Hi guys! Dylan here.
Today I’m going to talk to you about my favourite go-to foods for anyone that’s trying to improve their general health and well-being, or to anyone who doesn’t know where to start when they walk into a supermarket.
A lot of people out there, me included, simply head into a supermarket with no plan in place and end up walking out with 20 bags of sweets, crisps, etc. Now don’t get me wrong, I love a good treat like the rest of you out there but I feel it’s also important to know how to provide your body with the right foods to get you through your day.
Below you will find 10 of my go-to foods I pick up when doing my weekly shop.
(On that note, I do appreciate that not everyone out there eats meat, so you may not agree with some of these foods.)
My golden rule when food shopping: do NOT go shopping when you are hungry, I’m sure everyone has done it at some point and we all know how that ends up. Hello trolley full of shite ha!
1. Lean beef
High in protein, iron and zinc. Look in your local butchers for extra lean mince where it can be up to 95% lean. I find beef easy to eat compared to chicken sometimes and it can also be used to make a lot of different meals. One of my favourite foods.
2. Oatmeal
Great for first thing in the morning to boost your energy levels for the coming day. Very filling and provides your body with the nutrients it needs.This very slow-digesting carb keeps blood sugar and insulin levels low, so fat burning can stay high.
Try adding bits of fruit/honey/cinnamon for added flavour and some flax seed too for your digestive system. I know Sue loves flax seed and it really helps with her digestion.
3. Sweet Potato
I presume you’ve all heard that sweet potato is good for you, (not to mention a healthy substitute for potatoes when you’re on your weight loss journey.) They’re also a perfect carbohydrate full of beta carotene, a hefty dose of iron, and a plentiful shot of vitamins C and E.
I don’t particularly like the texture of them but that’s just me, however I do love making sweet potato fries. I cut the potato into fine strips and add some paprika to them and cook them in the oven. Very tasty.
4. Blueberries
Of all the fruit you can eat, blueberries are up there with the best.
Whether you’re getting them raw, tossed into cereal, mixed in fruit salad or a smoothie, blueberries pack more fibre, vitamins, and minerals per ounce than any other fruit. I add these to my oatmeal for breakfast, or in a healthy smoothie.
5. Water
Not a food, I know, but even still, it’s hugely important. Water could be the best ally you will have when fighting body fat. Studies have shown that drinking 2 cups of cold water can boost metabolic rate by up to 30%. It has been estimated that drinking about 2 cups of cold water before breakfast, lunch and dinner every day for a year can burn 17,400 extra calories, which translates into a little more than 5 pounds of body fat!

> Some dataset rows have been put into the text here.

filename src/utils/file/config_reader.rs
use std::env;
use std::fs;
use std::path::PathBuf;
use std::sync::LazyLock;

use regex::Regex;

use crate::m3u_channels_error::{create_m3u_channels_error_result, M3uChannelsError};
use crate::model::Config;
use crate::utils::file::file_utils::get_default_config_path;

static ENV_REGEX: LazyLock<Regex> = LazyLock::new(|| Regex::new(r"\$\{env:(?P<var>[a-zA-Z_][a-zA-Z0-9_]*)}").unwrap());

pub fn resolve_env_var(value: &str) -> String {
    ENV_REGEX.replace_all(value, |caps: &regex::Captures| {
        let var_name = &caps["var"];
        env::var(var_name).unwrap_or_else(|_| format!("${{env:{var_name}}}"))
    }).to_string()
}

pub fn parse_config(content: &str) -> Result<Config, M3uChannelsError> {
    match serde_yaml::from_str::<Config>(&resolve_env_var(content)) {
        Ok(mut cfg) => {
            cfg.prepare()?;
            Ok(cfg)
        }
        Err(e) => create_m3u_channels_error_result!("cant read config file: {}", e),
    }
}

/// An explicitly given config file has to exist, without one the defaults are used
/// when no config file is found next to the executable or in the current directory.
pub fn read_config(config_file: Option<&str>) -> Result<(Config, Option<PathBuf>), M3uChannelsError> {
    let (path, mandatory) = match config_file {
        Some(file) => (PathBuf::from(file), true),
        None => (get_default_config_path(), false),
    };
    match fs::read_to_string(&path) {
        Ok(content) => parse_config(&content).map(|cfg| (cfg, Some(path))),
        Err(err) => {
            if mandatory {
                create_m3u_channels_error_result!("cant read config file {}: {}", path.to_str().unwrap_or("?"), err)
            } else {
                let mut cfg = Config::default();
                cfg.prepare()?;
                Ok((cfg, None))
            }
        }
    }
}
use log::debug;
use std::time::{Duration, Instant};

pub fn format_duration(duration: Duration) -> String {
    let millis = duration.as_millis();
    let secs = duration.as_secs();
    if millis < 1_000 {
        format!("{millis} ms")
    } else if secs < 60 {
        format!("{secs}.{:03} s", duration.subsec_millis())
    } else {
        format!("{}:{:02}.{:03} min", secs / 60, secs % 60, duration.subsec_millis())
    }
}

/// Times the pipeline steps of a run. Every finished step is logged at debug level,
/// `stop` hands back the duration of the whole run for the summary.
pub struct StepMeasure {
    step: Option<&'static str>,
    step_start: Instant,
    run_start: Instant,
    finished: usize,
}

impl StepMeasure {
    pub fn new(step: &'static str) -> Self {
        let now = Instant::now();
        Self {
            step: Some(step),
            step_start: now,
            run_start: now,
            finished: 0,
        }
    }

    fn finish_step(&mut self) {
        if let Some(step) = self.step.take() {
            self.finished += 1;
            debug!("step {} {step} took {}", self.finished, format_duration(self.step_start.elapsed()));
        }
    }

    pub fn tick(&mut self, step: &'static str) {
        self.finish_step();
        self.step = Some(step);
        self.step_start = Instant::now();
    }

    pub fn stop(mut self) -> (usize, Duration) {
        self.finish_step();
        (self.finished, self.run_start.elapsed())
    }
}
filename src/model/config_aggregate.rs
use std::fmt::Display;
use crate::m3u_channels_error::{info_err, M3uChannelsError};

#[derive(Debug, Copy, Clone, serde::Serialize, serde::Deserialize, PartialEq, Eq)]
pub enum AggregateKind {
    /// Verbatim copy of the source playlist.
    #[serde(rename = "clone")]
    Clone,
    /// `#EXTINF` + url pairs pointing at the published channel files.
    #[serde(rename = "index")]
    Index,
    /// Source playlist wrapped with a generated header and an optional footer.
    #[serde(rename = "mirror")]
    Mirror,
}

impl AggregateKind {
    const CLONE: &'static str = "clone";
    const INDEX: &'static str = "index";
    const MIRROR: &'static str = "mirror";
}

impl Display for AggregateKind {
    fn fmt(&self, f: &mut std::fmt::Formatter<'_>) -> std::fmt::Result {
        write!(f, "{}", match self {
            Self::Clone => Self::CLONE,
            Self::Index => Self::INDEX,
            Self::Mirror => Self::MIRROR,
        })
    }
}

#[derive(Debug, Clone, serde::Serialize, serde::Deserialize)]
#[serde(deny_unknown_fields)]
pub struct AggregateConfig {
    pub kind: AggregateKind,
    pub filename: String,
    /// Overrides `channels.base_url` for index playlists.
    #[serde(default, skip_serializing_if = "Option::is_none")]
    pub base_url: Option<String>,
    #[serde(default, skip_serializing_if = "Option::is_none")]
    pub comment: Option<String>,
    #[serde(default, skip_serializing_if = "Vec::is_empty")]
    pub footer: Vec<String>,
}

impl AggregateConfig {
    pub fn prepare(&mut self) -> Result<(), M3uChannelsError> {
        self.filename = self.filename.trim().to_string();
        if self.filename.is_empty() {
            return Err(info_err!("aggregate filename can't be empty for kind {}", self.kind));
        }
        Ok(())
    }
}
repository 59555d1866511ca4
use vergen::{BuildBuilder, Emitter};

fn main() {
    // only the build timestamp is logged by the binary
    if let Ok(build) = BuildBuilder::default().build_timestamp(true).build() {
        if let Ok(emitter) = Emitter::default().add_instructions(&build) {
            let _ = emitter.emit();
        }
    }
}
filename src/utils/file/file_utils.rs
use std::fs;
use std::fs::File;
use std::io::{BufWriter, Write};
use std::path::{Path, PathBuf};

use log::{debug, error};
use path_clean::PathClean;

use crate::utils::constants::CONFIG_FILE;

pub fn file_writer<W>(w: W) -> BufWriter<W>
where
    W: Write,
{
    BufWriter::with_capacity(131_072, w)
}

pub fn get_exe_path() -> PathBuf {
    let default_path = PathBuf::from("./");
    let current_exe = std::env::current_exe();
    match current_exe {
        Ok(exe) => {
            match fs::read_link(&exe) {
                Ok(f) => f.parent().map_or(default_path, Path::to_path_buf),
                Err(_) => exe.parent().map_or(default_path, Path::to_path_buf)
            }
        }
        Err(_) => default_path
    }
}

/// The config next to the executable wins over the one in the current directory.
pub fn get_default_config_path() -> PathBuf {
    let exe_config = get_exe_path().join(CONFIG_FILE);
    if exe_config.exists() {
        exe_config
    } else {
        PathBuf::from(CONFIG_FILE)
    }
}

pub fn get_working_path(wd: &str) -> PathBuf {
    let current_dir = std::env::current_dir().unwrap_or_else(|_| PathBuf::from("."));
    if wd.is_empty() {
        current_dir
    } else {
        let work_path = PathBuf::from(wd);
        if let Err(err) = fs::create_dir_all(&work_path) {
            error!("cant create working dir {work_path:?}: {err}");
        }
        if work_path.is_relative() {
            current_dir.join(work_path).clean()
        } else {
            work_path.clean()
        }
    }
}

pub fn get_file_path(wd: &Path, path: &str) -> PathBuf {
    let p = PathBuf::from(path);
    if p.is_relative() {
        wd.join(&p).clean()
    } else {
        p
    }
}

pub fn persist_file(persist_file: Option<&Path>, text: &str) {
    if let Some(path_buf) = persist_file {
        let filename = path_buf.to_str().unwrap_or("?");
        match File::create(path_buf) {
            Ok(mut file) => match file.write_all(text.as_bytes()) {
                Ok(()) => debug!("persisted: {filename}"),
                Err(e) => error!("failed to persist file {filename}, {e}")
            },
            Err(e) => error!("failed to persist file {filename}, {e}")
        }
    }
}

pub fn write_text_file(path: &Path, content: &str) -> std::io::Result<()> {
    let mut writer = file_writer(File::create(path)?);
    writer.write_all(content.as_bytes())?;
    writer.flush()
}

/// Files of the directory carrying the given extension, ordered by file name.
pub fn list_files_with_extension(dir: &Path, ext: &str) -> std::io::Result<Vec<PathBuf>> {
    let mut files = vec![];
    for entry in fs::read_dir(dir)? {
        let path = entry?.path();
        if path.is_file() && path.extension().is_some_and(|e| e.eq_ignore_ascii_case(ext)) {
            files.push(path);
        }
    }
    files.sort();
    Ok(files)
}
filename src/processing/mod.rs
pub mod parser;
pub mod playlist_processor;
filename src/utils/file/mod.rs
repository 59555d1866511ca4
pub mod config_reader;
pub mod file_utils;
use std::io::{Read, Write};
use std::net::TcpListener;
use std::thread;

/// Answers a single request on a local port with the given status line and body.
/// Returns the url of the server.
pub fn serve_once(status_line: &'static str, body: &'static str) -> String {
    let listener = TcpListener::bind("127.0.0.1:0").unwrap();
    let addr = listener.local_addr().unwrap();
    thread::spawn(move || {
        if let Ok((mut stream, _)) = listener.accept() {
            let mut request = Vec::new();
            let mut buf = [0u8; 512];
            while !request.windows(4).any(|w| w == b"\r\n\r\n") {
                match stream.read(&mut buf) {
                    Ok(0) | Err(_) => break,
                    Ok(n) => request.extend_from_slice(&buf[..n]),
                }
            }
            let mut response = format!("HTTP/1.1 {status_line}\r\nConnection: close\r\n");
            if !body.is_empty() {
                response.push_str(&format!("Content-Length: {}\r\n", body.len()));
            }
            response.push_str("\r\n");
            response.push_str(body);
            let _ = stream.write_all(response.as_bytes());
            let _ = stream.flush();
        }
    });
    format!("http://{addr}/playlist.m3u")
}
use regex::Regex;
use std::sync::LazyLock;

pub const CONFIG_FILE: &str = "config.yml";

pub const M3U_HEADER: &str = "#EXTM3U";
pub const EXTINF_PREFIX: &str = "#EXTINF";
pub const EXTGRP_PREFIX: &str = "#EXTGRP:";
pub const CHANNEL_FILE_EXT: &str = "m3u8";

pub const EMPTY_FILENAME_REPLACEMENT: &str = "unnamed";

// property lines which belong to the channel block they follow
pub const PROPERTY_PREFIXES: &[&str] = &["#EXTVLCOPT", "#KODIPROP", "#EXTHTTP", "#EXTGRP", "#EXT-X-"];

pub const STREAM_SCHEMES: &[&str] = &["http://", "https://"];

pub struct Constants {
    pub re_username: Regex,
    pub re_password: Regex,
    pub re_token: Regex,
    pub re_filename: Regex,
}

pub static CONSTANTS: LazyLock<Constants> = LazyLock::new(||
    Constants {
        re_username: Regex::new(r"(username=)[^&]*").unwrap(),
        re_password: Regex::new(r"(password=)[^&]*").unwrap(),
        re_token: Regex::new(r"(token=)[^&]*").unwrap(),
        re_filename: Regex::new(r"[^A-Za-z0-9_-]").unwrap(),
    }
);
use chrono::format::{Item, StrftimeItems};
use chrono::{Offset, Utc};
use crate::m3u_channels_error::{info_err, M3uChannelsError};
use crate::utils::{default_timestamp_format, default_timestamp_offset, format_timestamp, parse_fixed_offset};

#[derive(Debug, Clone, serde::Serialize, serde::Deserialize)]
#[serde(deny_unknown_fields)]
pub struct TimestampConfig {
    #[serde(default = "default_timestamp_offset")]
    pub offset: String,
    #[serde(default = "default_timestamp_format")]
    pub format: String,
    #[serde(skip)]
    pub t_offset: Option<chrono::FixedOffset>,
}

impl Default for TimestampConfig {
    fn default() -> Self {
        Self {
            offset: default_timestamp_offset(),
            format: default_timestamp_format(),
            t_offset: None,
        }
    }
}

impl TimestampConfig {
    pub fn prepare(&mut self) -> Result<(), M3uChannelsError> {
        match parse_fixed_offset(&self.offset) {
            Some(offset) => self.t_offset = Some(offset),
            None => return Err(info_err!("invalid timestamp offset: {}", self.offset)),
        }
        if self.format.trim().is_empty() {
            self.format = default_timestamp_format();
        }
        if StrftimeItems::new(&self.format).any(|item| matches!(item, Item::Error)) {
            return Err(info_err!("invalid timestamp format: {}", self.format));
        }
        Ok(())
    }

    pub fn now(&self) -> String {
        let offset = self.t_offset.or_else(|| parse_fixed_offset(&self.offset)).unwrap_or_else(|| Utc.fix());
        format_timestamp(offset, &self.format)
    }
}
use crate::utils::constants::{CONSTANTS, EMPTY_FILENAME_REPLACEMENT};

/// Derives the channel file stem from a display name.
/// Every character outside `[A-Za-z0-9_-]` becomes one underscore.
pub fn sanitize_for_filename(text: &str) -> String {
    if text.is_empty() {
        return EMPTY_FILENAME_REPLACEMENT.to_string();
    }
    CONSTANTS.re_filename.replace_all(text, "_").to_string()
}

/// Reverse of the file stem derivation for display purposes.
pub fn display_name_from_file_stem(stem: &str) -> String {
    stem.replace('_', " ").trim().to_string()
}

pub fn html_escape(text: &str) -> String {
    let mut result = String::with_capacity(text.len());
    for c in text.chars() {
        match c {
            '&' => result.push_str("&amp;"),
            '<' => result.push_str("&lt;"),
            '>' => result.push_str("&gt;"),
            '"' => result.push_str("&quot;"),
            '\'' => result.push_str("&#39;"),
            _ => result.push(c),
        }
    }
    result
}

pub fn join_url(base_url: &str, file_name: &str) -> String {
    let base = base_url.trim_end_matches('/');
    if base.is_empty() {
        file_name.to_string()
    } else {
        format!("{base}/{file_name}")
    }
}
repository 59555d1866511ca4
use chrono::{DateTime, FixedOffset, Utc};

/// Parses offsets like `+05:30`, `-0800`, `+02` or `UTC`.
pub fn parse_fixed_offset(offset: &str) -> Option<FixedOffset> {
    let value = offset.trim();
    if value.eq_ignore_ascii_case("utc") || value == "Z" {
        return FixedOffset::east_opt(0);
    }
    let (sign, rest) = match value.chars().next()? {
        '+' => (1, &value[1..]),
        '-' => (-1, &value[1..]),
        _ => return None,
    };
    let digits: String = rest.chars().filter(|c| *c != ':').collect();
    if !digits.chars().all(|c| c.is_ascii_digit()) {
        return None;
    }
    let (hours, minutes) = match digits.len() {
        2 => (digits.parse::<i32>().ok()?, 0),
        4 => (digits[0..2].parse::<i32>().ok()?, digits[2..4].parse::<i32>().ok()?),
        _ => return None,
    };
    if hours > 23 || minutes > 59 {
        return None;
    }
    FixedOffset::east_opt(sign * (hours * 3600 + minutes * 60))
}

pub fn format_timestamp_at(time: DateTime<Utc>, offset: FixedOffset, format: &str) -> String {
    time.with_timezone(&offset).format(format).to_string()
}

pub fn format_timestamp(offset: FixedOffset, format: &str) -> String {
    format_timestamp_at(Utc::now(), offset, format)
}

#[cfg(test)]
mod tests {
    use chrono::{TimeZone, Utc};
    use crate::utils::time_utils::{format_timestamp_at, parse_fixed_offset};

    #[test]
    fn test_parse_offset() {
        assert_eq!(parse_fixed_offset("+05:30").map(|o| o.local_minus_utc()), Some(19_800));
        assert_eq!(parse_fixed_offset("-0800").map(|o| o.local_minus_utc()), Some(-28_800));
        assert_eq!(parse_fixed_offset("+02").map(|o| o.local_minus_utc()), Some(7_200));
        assert_eq!(parse_fixed_offset("UTC").map(|o| o.local_minus_utc()), Some(0));
        assert!(parse_fixed_offset("Asia/Kolkata").is_none());
        assert!(parse_fixed_offset("+25:00").is_none());
        assert!(parse_fixed_offset("").is_none());
    }

    #[test]
    fn test_format_timestamp() {
        let time = Utc.with_ymd_and_hms(2024, 3, 1, 20, 0, 0).unwrap();
        let offset = parse_fixed_offset("+05:30").unwrap();
        assert_eq!(format_timestamp_at(time, offset, "%Y-%m-%d %H:%M:%S %z"), "2024-03-02 01:30:00 +0530");
    }
}
use crate::editor::BackgroundStrategy;
use crate::error::{Result, TextFixError};
use serde::{Deserialize, Serialize};
use std::path::{Path, PathBuf};
use text_fix_common::{BatchRule, SelectionPolicy};

/// 置換テキストを描画する基準フォントサイズ（px）
pub const DEFAULT_FONT_SIZE: f32 = 100.0;

/// 描画テキストの下に足す余白（px）
pub const DEFAULT_PADDING: u32 = 20;

#[derive(Debug, Clone, Serialize, Deserialize)]
#[serde(rename_all = "camelCase", default)]
pub struct Config {
    /// 韓国語を含むフォント。未指定・読み込み失敗時はシステムフォントを探す
    pub font_path: Option<PathBuf>,
    pub font_size: f32,
    pub padding: u32,
    pub background: BackgroundStrategy,
    pub selection: SelectionPolicy,
    pub ocr: OcrConfig,
    pub batch: BatchRule,
}

/// 外部OCRコマンドの出力形式
#[derive(Debug, Clone, Copy, PartialEq, Eq, Default, Serialize, Deserialize)]
#[serde(rename_all = "camelCase")]
pub enum OcrEngine {
    /// `tesseract <image> stdout -l <langs> tsv`。行単位にまとめて検出結果にする
    #[default]
    Tesseract,
    /// 任意のコマンド。検出結果のJSON配列を標準出力に書き出すこと
    Command,
}

/// 外部OCRコマンドの設定
///
/// `engine = command` のとき、`args` 中の `{image}` は画像パス、
/// `{langs}` はカンマ区切りの言語コードに置換される。
/// `probeArgs` は初期化時の起動確認に使う引数。空なら起動確認をしない。
#[derive(Debug, Clone, Serialize, Deserialize)]
#[serde(rename_all = "camelCase", default)]
pub struct OcrConfig {
    pub engine: OcrEngine,
    pub program: String,
    pub args: Vec<String>,
    pub languages: Vec<String>,
    pub probe_args: Vec<String>,
}

impl Default for OcrConfig {
    fn default() -> Self {
        Self {
            engine: OcrEngine::Tesseract,
            program: "tesseract".into(),
            args: vec![],
            languages: vec!["ko".into(), "en".into()],
            probe_args: vec!["--version".into()],
        }
    }
}

impl Default for Config {
    fn default() -> Self {
        Self {
            font_path: None,
            font_size: DEFAULT_FONT_SIZE,
            padding: DEFAULT_PADDING,
            background: BackgroundStrategy::default(),
            selection: SelectionPolicy::default(),
            ocr: OcrConfig::default(),
            batch: BatchRule::default(),
        }
    }
}

impl Config {
    /// 既定の場所から読み込む（ファイルがなければ既定値）
    pub fn load() -> Result<Self> {
        Self::load_from(&Self::config_path()?)
    }

    pub fn load_from(path: &Path) -> Result<Self> {
        if !path.exists() {
            return Ok(Self::default());
        }
        let content = std::fs::read_to_string(path)?;
        let config: Config = serde_json::from_str(&content)?;
        config.validate()?;
        Ok(config)
    }

    /// 既存ファイルの中身は読まずに既定値で上書きする（壊れた設定の作り直し用）
    pub fn init(path: &Path) -> Result<Self> {
        let config = Self::default();
        config.save_to(path)?;
        Ok(config)
    }

    pub fn save_to(&self, path: &Path) -> Result<()> {
        if let Some(parent) = path.parent() {
            std::fs::create_dir_all(parent)?;
        }
        let content = serde_json::to_string_pretty(self)?;
        std::fs::write(path, content)?;
        Ok(())
    }

    pub fn config_path() -> Result<PathBuf> {
        let home = dirs::home_dir()
            .ok_or_else(|| TextFixError::Config("ホームディレクトリが見つかりません".into()))?;
        Ok(home.join(".config").join("text-fix").join("config.json"))
    }

    pub fn validate(&self) -> Result<()> {
        if !(self.font_size.is_finite() && self.font_size > 0.0) {
            return Err(TextFixError::Config(format!(
                "fontSize は正の数を指定してください: {}",
                self.font_size
            )));
        }
        if self.ocr.program.trim().is_empty() {
            return Err(TextFixError::Config("ocr.program が空です".into()));
        }
        self.batch.validate()?;
        Ok(())
    }
}
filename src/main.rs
use anyhow::Context;
use clap::Parser;
use text_fix::{batch, cli, config, detector, editor, logging};
use cli::{Cli, Commands};
use config::Config;
use text_fix_common::BatchRule;

fn main() -> anyhow::Result<()> {
    let cli = Cli::parse();
    logging::init_logging(cli.verbose);

    // --init は既存の設定を読まずに作り直す
    if let Commands::Config { show, init: true } = cli.command {
        let path = match &cli.config {
            Some(path) => path.clone(),
            None => Config::config_path()?,
        };
        let config = Config::init(&path)?;
        println!("✔ 設定ファイルを作成しました: {}", path.display());
        if show {
            println!("設定:");
            println!("{}", serde_json::to_string_pretty(&config)?);
        }
        return Ok(());
    }

    let config = match &cli.config {
        Some(path) => Config::load_from(path),
        None => Config::load(),
    }
    .context("設定の読み込みに失敗しました")?;

    match cli.command {
        Commands::Fix { input, output, target, replacement, detections, font } => {
            println!("🔧 text-fix - 一括修正\n");

            let rule = if target.is_empty() && replacement.is_none() {
                config.batch.clone()
            } else {
                let targets = if target.is_empty() { config.batch.targets.clone() } else { target };
                let replacement = replacement.unwrap_or_else(|| config.batch.replacement.clone());
                BatchRule::new(targets, replacement)?
            };

            let mut config = config;
            if font.is_some() {
                config.font_path = font;
            }

            let detector = detector::initialize_detector(&config.ocr, detections.as_deref())
                .context("OCRエンジンの初期化に失敗しました")?;
            let replacer = editor::Replacer::from_config(&config);
            let font = replacer.font();
            match font.source() {
                None => println!("⚠ フォントが見つからないため、文字は四角で描画されます"),
                Some(path) if !font.supports(&rule.replacement) => {
                    println!("⚠ {} には「{}」の一部の文字がありません", path.display(), rule.replacement)
                }
                Some(path) => println!("フォント: {}", path.display()),
            }

            let report = batch::auto_fix_image(&input, &output, detector.as_ref(), &replacer, &rule)?;
            if report.skipped > 0 {
                println!("⚠ {}件の領域はサイズ不正のためスキップしました", report.skipped);
            }
        }

        Commands::Detect { image, output } => {
            let detector = detector::initialize_detector(&config.ocr, None)
                .context("OCRエンジンの初期化に失敗しました")?;
            let records = detector.detect(&image)?;

            match output {
                Some(path) => {
                    detector::save_detections(&path, &records)?;
                    println!("✔ {}件の検出結果を保存: {}", records.len(), path.display());
                }
                None => println!("{}", serde_json::to_string_pretty(&records)?),
            }
        }

        Commands::Config { .. } => {
            println!("設定:");
            println!("{}", serde_json::to_string_pretty(&config)?);
        }
    }

    Ok(())
}
//! 検出結果の型定義
//!
//! - Point: 画像座標（OCRエンジンは小数を返すことがある）
//! - Quad: 左上・右上・右下・左下の順に並んだ4点
//! - DetectionRecord: OCRエンジンの1検出（四角形・テキスト・信頼度）

use serde::{Deserialize, Serialize};

/// 画像上の1点。JSONでは `[x, y]` 配列として表現する
#[derive(Debug, Clone, Copy, PartialEq, Default, Serialize, Deserialize)]
#[serde(from = "[f64; 2]", into = "[f64; 2]")]
pub struct Point {
    pub x: f64,
    pub y: f64,
}

impl Point {
    pub const fn new(x: f64, y: f64) -> Self {
        Self { x, y }
    }
}

impl From<[f64; 2]> for Point {
    fn from([x, y]: [f64; 2]) -> Self {
        Self { x, y }
    }
}

impl From<Point> for [f64; 2] {
    fn from(p: Point) -> Self {
        [p.x, p.y]
    }
}

/// テキスト領域を囲む四角形
///
/// 点の順序（左上→右上→右下→左下）は検証しない。
/// 順序が異なる場合、外接矩形は正しく計算されない。
#[derive(Debug, Clone, Copy, PartialEq, Default, Serialize, Deserialize)]
#[serde(transparent)]
pub struct Quad(pub [Point; 4]);

impl Quad {
    pub fn new(points: [Point; 4]) -> Self {
        Self(points)
    }

    /// 軸平行な矩形 `(x0, y0)-(x1, y1)` から四角形を作る
    pub fn from_rect(x0: f64, y0: f64, x1: f64, y1: f64) -> Self {
        Self([
            Point::new(x0, y0),
            Point::new(x1, y0),
            Point::new(x1, y1),
            Point::new(x0, y1),
        ])
    }

    pub fn points(&self) -> &[Point; 4] {
        &self.0
    }
}

/// OCRエンジンの1検出結果
#[derive(Debug, Clone, PartialEq, Default, Serialize, Deserialize)]
pub struct DetectionRecord {
    #[serde(rename = "box", alias = "bbox", alias = "points")]
    pub quad: Quad,

    pub text: String,

    /// 0.0〜1.0。本ツールでは閾値処理しない
    #[serde(default, alias = "prob", alias = "score")]
    pub confidence: f32,
}

impl DetectionRecord {
    pub fn new(quad: Quad, text: impl Into<String>, confidence: f32) -> Self {
        Self {
            quad,
            text: text.into(),
            confidence,
        }
    }
}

TIP: We have being buying bottled water as Sue doesn’t really like tap water but I just invested in a water filter from Super Value yesterday for just under €20 and I have to say I can’t believe I haven’t invested in one since now. I can already notice how much more water both of us are drinking. Try invest in one if you can.
6. Nut Butters
These are a source of helpful mono-unsaturated fat that can actually aid fat loss. Try sticking with natural peanut butters and other nut butters (almond, cashew, etc) that don’t add the type of fat you surely want to avoid – trans fats. It also aids in sugar cravings. I like to have some on rice cakes or mixed into my smoothie.
Tip: Try Bodyfirst.ie clontarf/malahide for their amazing Meridian nut butters.
PS: Mention SoSueMe and you will get a cheeky discount 😉
7. Spices
These are the single best thing that will you keep you on track in terms of diet. Add them to any meal for instant flavour. Let’s face it, there’s nothing worse then a boring dry chicken breast with no flavour. I personally get my spices from Lidl. A few favourites include paprika, chilli flakes, cinnamon, and garlic flakes.
8. Almonds
Great for snacking on and a good source of fat. Have them in your car or at your desk in work.
9. Chicken breasts
Chicken is the key ingredient in most meals I make. Loaded with protein and other less-celebrated nutritional gems, this white-meat wonder is convenient, versatile and low-in-fat. Just add a few spices and it will be the key to staying on track with your diet.
10. Turkey Burgers
Another favourite of mine. A lovely alternative to beef burgers. Turkey burgers are high in protein and low in fat.
Tip: Try the Evolution Fitness turkey burgers from Kerrrigans butchers. You won’t be disappointed 🙂
11. Greens
There are no two ways about it, if it’s health and energy you’re after, greens are a vital part of a diet. They’re also very weight-loss friendly, so load up on them at dinner, and when making your smoothies, try to stick to green smoothies in particular.
Some healthy greens to put in the shopping basket include, spinach, cucumber, kale, broccoli, avocado, green pepper, cauliflower, lentils, artichoke, and cabbage.
Happy shopping!
Dylan
I make homemade turkey burgers for my boys and add feta and spring onion and cumin delish grilled with salad!